Changing models of care, prompted by the push for integration, create both challenges and opportunities for ambulance providers looking for better ways to manage demand on their resources within a context of workforce pressures, including recruitment and retention. The Carter review of operational productivity and performance in English NHS ambulance trusts found that sickness absence among ambulance trust staff stands at an average of 20 days per year. There is significant variation in staff retention among trusts, ranging from 9% to 17% staff turnover per year and there is an acknowledged gap in workforce capacity as with other clinical specialties.

Among efforts to make best use of staff across the NHS workforce, initiatives to rotate advanced paramedic practitioners into GP practices can support both ambulance trusts to reduce conveyance rates and 999 demand from GPs, as well as pre-empting patient needs for urgent and emergency care at home. Paramedics working in primary care settings can take on home visits and administer medications, further reducing pressure on GP time, and also potentially reducing calls to the ambulance service itself.

 

Having flexibility in the workforce has been helpful. We have been situating paramedics in primary care settings, who then do some of the home visits and work with a portfolio of patients. The benefit of this has been to see patients earlier so if they need conveying to hospital it can be done earlier in the day where a GP might not otherwise have seen the patient until later. This also improves flow in the hospital. They can also refer to community teams and they have equipment and medication that GPs don’t have immediate access to.

   

However, rotational workforce models need, by definition, to be rotational, facilitating a flow of skills and experience from other disciplines into ambulance service delivery too. Many ambulance trusts now have nurse practitioners working on the frontline alongside paramedics. Those trusts we spoke to highlighted the need to find balance and demonstrate the benefits of flexing the workforce in this way to prevent increasing pressure on an already stretched paramedic workforce by losing them to bolster the primary care workforce.
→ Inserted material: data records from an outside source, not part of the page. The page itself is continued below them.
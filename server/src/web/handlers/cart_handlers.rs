// storefront_server/src/web/handlers/cart_handlers.rs

use actix_web::{web, HttpResponse};
use serde::Deserialize;
use serde_json::json;
use tracing::{info, instrument};

use super::run_flow;
use crate::errors::AppError;
use crate::pipelines::contexts::{CartLineAction, CartLineCtxData, ReplaceCartCtxData};
use crate::state::AppState;
use crate::web::extractors::AuthenticatedUser;
use storefront::{CartItem, ProductId, Shared};

/// Body of the legacy `PATCH /api/cart`.
#[derive(Deserialize, Debug)]
#[serde(rename_all = "camelCase")]
pub struct CartSnapshotPayload {
  pub email: String,
  pub shopping_cart: Vec<CartItem>,
}

#[derive(Deserialize, Debug)]
pub struct CartLinePayload {
  pub qty: u32,
}

#[instrument(
  name = "handler::replace_cart",
  skip(app_state, auth_user, req_payload),
  fields(user_id = %auth_user.user_id, lines = req_payload.shopping_cart.len())
)]
pub async fn replace_cart_handler(
  app_state: web::Data<AppState>,
  auth_user: AuthenticatedUser,
  req_payload: web::Json<CartSnapshotPayload>,
) -> Result<HttpResponse, AppError> {
  let payload = req_payload.into_inner();
  let ctx = Shared::new(ReplaceCartCtxData {
    app_state: app_state.get_ref().clone(),
    session: auth_user.session(),
    email: payload.email,
    shopping_cart: payload.shopping_cart,
    target_user_id: None,
  });

  run_flow(&app_state, &ctx).await?;
  Ok(HttpResponse::Ok().json(json!({ "success": true })))
}

#[instrument(name = "handler::get_cart", skip(app_state, auth_user), fields(user_id = %auth_user.user_id))]
pub async fn get_cart_handler(
  app_state: web::Data<AppState>,
  auth_user: AuthenticatedUser,
) -> Result<HttpResponse, AppError> {
  let items = app_state.users.cart(auth_user.user_id).await?;
  Ok(HttpResponse::Ok().json(json!({ "success": true, "data": items })))
}

async fn run_cart_line(
  app_state: &web::Data<AppState>,
  auth_user: &AuthenticatedUser,
  product_id: ProductId,
  action: CartLineAction,
) -> Result<HttpResponse, AppError> {
  let ctx = Shared::new(CartLineCtxData {
    app_state: app_state.get_ref().clone(),
    session: auth_user.session(),
    product_id,
    action,
    cart: None,
  });

  run_flow(app_state, &ctx).await?;

  let items = ctx.write().cart.take().unwrap_or_default();
  info!(lines = items.len(), ?action, "Cart line updated.");
  Ok(HttpResponse::Ok().json(json!({ "success": true, "data": items })))
}

#[instrument(
  name = "handler::put_cart_item",
  skip(app_state, auth_user, path, req_payload),
  fields(user_id = %auth_user.user_id, product_id = %path.as_str(), qty = req_payload.qty)
)]
pub async fn put_cart_item_handler(
  app_state: web::Data<AppState>,
  auth_user: AuthenticatedUser,
  path: web::Path<String>,
  req_payload: web::Json<CartLinePayload>,
) -> Result<HttpResponse, AppError> {
  let action = CartLineAction::Upsert { qty: req_payload.qty };
  run_cart_line(&app_state, &auth_user, ProductId::new(path.into_inner()), action).await
}

#[instrument(
  name = "handler::delete_cart_item",
  skip(app_state, auth_user, path),
  fields(user_id = %auth_user.user_id, product_id = %path.as_str())
)]
pub async fn delete_cart_item_handler(
  app_state: web::Data<AppState>,
  auth_user: AuthenticatedUser,
  path: web::Path<String>,
) -> Result<HttpResponse, AppError> {
  run_cart_line(&app_state, &auth_user, ProductId::new(path.into_inner()), CartLineAction::Delete).await
}

/// Any other method on `/api/cart`.
pub async fn unsupported_method_handler() -> Result<HttpResponse, AppError> {
  Err(AppError::UnsupportedMethod)
}
// storefront_server/src/pipelines/favourite_pipeline.rs

use crate::errors::AppError;
use crate::pipelines::contexts::{FavouriteAction, FavouriteCtxData};
use storefront::{Flow, FlowControl, FlowRegistry, Shared, StepDef};
use tracing::debug;

pub fn register_favourite_flow(registry: &FlowRegistry<AppError>) {
  let mut flow = Flow::<FavouriteCtxData, AppError>::new(
    "favourites",
    [
      StepDef::required("check_product")
        .skip_if(|ctx: &Shared<FavouriteCtxData>| !matches!(ctx.read().action, FavouriteAction::Add(_))),
      StepDef::required("write_favourites"),
      StepDef::required("load_favourites"),
    ],
  );

  flow.on("check_product", |ctx_data: Shared<FavouriteCtxData>| {
    Box::pin(async move {
      let (action, catalog) = {
        let guard = ctx_data.read();
        (guard.action.clone(), guard.app_state.catalog.clone())
      };
      if let FavouriteAction::Add(product_id) = action {
        if catalog.find_product(&product_id).await?.is_none() {
          return Err(AppError::NotFound(format!("Product {} not found.", product_id)));
        }
      }
      Ok::<_, AppError>(FlowControl::Continue)
    })
  });

  flow.on("write_favourites", |ctx_data: Shared<FavouriteCtxData>| {
    Box::pin(async move {
      let (user_id, action, users) = {
        let guard = ctx_data.read();
        (guard.session.user_id, guard.action.clone(), guard.app_state.users.clone())
      };
      match &action {
        FavouriteAction::Add(product_id) => users.add_favourite(user_id, product_id).await?,
        FavouriteAction::Remove(product_id) => users.remove_favourite(user_id, product_id).await?,
        FavouriteAction::Clear => users.clear_favourites(user_id).await?,
      }
      debug!(user_id = %user_id, ?action, "Favourites written.");
      Ok::<_, AppError>(FlowControl::Continue)
    })
  });

  flow.on("load_favourites", |ctx_data: Shared<FavouriteCtxData>| {
    Box::pin(async move {
      let (user_id, users) = {
        let guard = ctx_data.read();
        (guard.session.user_id, guard.app_state.users.clone())
      };
      let favourites = users.favourites(user_id).await?;
      ctx_data.write().favourites = Some(favourites);
      Ok::<_, AppError>(FlowControl::Continue)
    })
  });

  registry.register(flow);
  tracing::info!("Favourites flow registered.");
}
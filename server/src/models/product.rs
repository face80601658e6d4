// storefront_server/src/models/product.rs

use sqlx::types::Json;
use sqlx::FromRow;
use storefront::{Product, ProductId};

#[derive(Debug, Clone, FromRow)]
pub struct ProductRow {
  pub id: String,
  pub title: String,
  pub price_cents: i64,
  pub brand: String,
  pub category: String,
  pub images: Json<Vec<String>>,
  pub description: Option<String>,
}

impl From<ProductRow> for Product {
  fn from(row: ProductRow) -> Self {
    Product {
      id: ProductId::new(row.id),
      title: row.title,
      price_cents: row.price_cents,
      brand: row.brand,
      category: row.category,
      images: row.images.0,
      description: row.description,
    }
  }
}
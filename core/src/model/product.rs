// storefront/src/model/product.rs

use serde::{Deserialize, Serialize};
use std::fmt;

/// Catalog identifier of a product. Opaque to the store; compared by value.
#[derive(Debug, Clone, PartialEq, Eq, Hash, PartialOrd, Ord, Serialize, Deserialize)]
#[serde(transparent)]
pub struct ProductId(String);

impl ProductId {
  pub fn new(id: impl Into<String>) -> Self {
    ProductId(id.into())
  }

  pub fn as_str(&self) -> &str {
    &self.0
  }
}

impl fmt::Display for ProductId {
  fn fmt(&self, f: &mut fmt::Formatter<'_>) -> fmt::Result {
    f.write_str(&self.0)
  }
}

impl From<&str> for ProductId {
  fn from(s: &str) -> Self {
    ProductId(s.to_string())
  }
}

impl From<String> for ProductId {
  fn from(s: String) -> Self {
    ProductId(s)
  }
}

/// A catalog entry. Read-only from the storefront's point of view.
#[derive(Debug, Clone, PartialEq, Eq, Serialize, Deserialize)]
#[serde(rename_all = "camelCase")]
pub struct Product {
  pub id: ProductId,
  pub title: String,
  pub price_cents: i64,
  pub brand: String,
  pub category: String,
  #[serde(default)]
  pub images: Vec<String>,
  #[serde(default, skip_serializing_if = "Option::is_none")]
  pub description: Option<String>,
}
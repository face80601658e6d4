// storefront/src/store/state.rs

//! Plain data held by the client store.

use crate::error::ErrorKind;
use crate::model::{CartItem, FavouriteItem};

/// Per-operation request status: `Idle -> Pending -> {Succeeded, Failed}`,
/// back to `Idle` once the UI acknowledges the result.
#[derive(Debug, Clone, Copy, Default, PartialEq, Eq)]
pub enum OpStatus {
  #[default]
  Idle,
  Pending,
  Succeeded,
  Failed(ErrorKind),
}

impl OpStatus {
  pub fn is_loading(&self) -> bool {
    matches!(self, OpStatus::Pending)
  }

  pub fn error(&self) -> Option<ErrorKind> {
    match self {
      OpStatus::Failed(kind) => Some(*kind),
      _ => None,
    }
  }

  /// Returns a settled status to `Idle`. A pending request is left alone.
  pub fn acknowledge(&mut self) {
    if matches!(self, OpStatus::Succeeded | OpStatus::Failed(_)) {
      *self = OpStatus::Idle;
    }
  }
}

#[derive(Debug, Clone, Default, PartialEq, Eq)]
pub struct CartState {
  pub items: Vec<CartItem>,
  pub add: OpStatus,
  pub remove: OpStatus,
}

#[derive(Debug, Clone, Default, PartialEq, Eq)]
pub struct FavouriteState {
  pub items: Vec<FavouriteItem>,
  pub add: OpStatus,
  pub remove: OpStatus,
  pub clear: OpStatus,
}

#[derive(Debug, Clone, Default, PartialEq, Eq)]
pub struct Session {
  pub is_logged: bool,
  pub email: Option<String>,
}

impl Session {
  /// The signed-in email, if any.
  pub fn email(&self) -> Option<&str> {
    if self.is_logged {
      self.email.as_deref()
    } else {
      None
    }
  }
}

#[derive(Debug, Clone, Default, PartialEq, Eq)]
pub struct StoreState {
  pub session: Session,
  pub cart: CartState,
  pub favourite: FavouriteState,
}

/// Names the status slot an action reports through.
#[derive(Debug, Clone, Copy, PartialEq, Eq, Hash)]
pub enum Operation {
  CartAdd,
  CartRemove,
  FavouriteAdd,
  FavouriteRemove,
  FavouriteClear,
}

impl StoreState {
  pub fn status(&self, op: Operation) -> OpStatus {
    match op {
      Operation::CartAdd => self.cart.add,
      Operation::CartRemove => self.cart.remove,
      Operation::FavouriteAdd => self.favourite.add,
      Operation::FavouriteRemove => self.favourite.remove,
      Operation::FavouriteClear => self.favourite.clear,
    }
  }

  pub fn status_mut(&mut self, op: Operation) -> &mut OpStatus {
    match op {
      Operation::CartAdd => &mut self.cart.add,
      Operation::CartRemove => &mut self.cart.remove,
      Operation::FavouriteAdd => &mut self.favourite.add,
      Operation::FavouriteRemove => &mut self.favourite.remove,
      Operation::FavouriteClear => &mut self.favourite.clear,
    }
  }
}
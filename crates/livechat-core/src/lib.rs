//! Core types for livechat.
//!
//! This crate has no I/O. It defines who the user is, what a chat message
//! looks like, how events are framed on the wire, and the append-only log the
//! client renders from.

mod event;
mod identity;
mod message;
mod store;

pub use event::{
    InboundEvent, MalformedEventError, Notification, PeerMessage, WireEvent, NOTIFICATION,
    PEER_MESSAGE, PEER_MESSAGE_LEGACY,
};
pub use identity::{Identity, IdentityParseError, IdentityState};
pub use message::{format_timestamp, Message, Origin, SYSTEM_AUTHOR};
pub use store::{MessageStore, Snapshot};

/// Connection lifecycle state.
#[derive(Debug, Clone, Copy, Default, PartialEq, Eq)]
pub enum ConnectionState {
    /// No connection has been attempted since the last reset.
    #[default]
    Idle,
    /// Transport handshake in flight.
    Connecting,
    /// Channel is live.
    Open,
    /// Channel released. Must be reset before the next open.
    Closed,
}

impl ConnectionState {
    /// Whether a channel is live or being established.
    pub fn is_live(self) -> bool {
        matches!(self, Self::Connecting | Self::Open)
    }
}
Bringing other health professions into ambulance service control rooms/CAS also helps to diversify the role of ambulance services within an integrated care setting. The smooth transition of patients dialling 999 or 111 to talk immediately to advanced practitioners, GPs, midwives, mental health nurses, pharmacists, dentists and even social care staff within the ambulance CAS, can both ensure that patients are advised by the right person first, free up paramedic time for the most urgent cases who need to be seen, and equally can alleviate demand on those community teams at the point of access.

Here, the benefit of ensuring ambulance trusts are included in conversations about care transformation is clear. Those piloting ‘shared workforce’ initiatives have taken different approaches to managing the risks - some providers have collaborated with other local organisations to offer paramedics ‘portfolio’ careers who then rotate through sectors, ensuring a healthy supply of paramedics is available to the emergency services. Other providers have developed alliance arrangements within their ICS to place their clinical staff in the ambulance CAS settings, physically or remotely, thereby reaping the benefits, often reducing demand on, for their own services by being able to assess patient needs at their point of contact with the health system (via 999 or 111).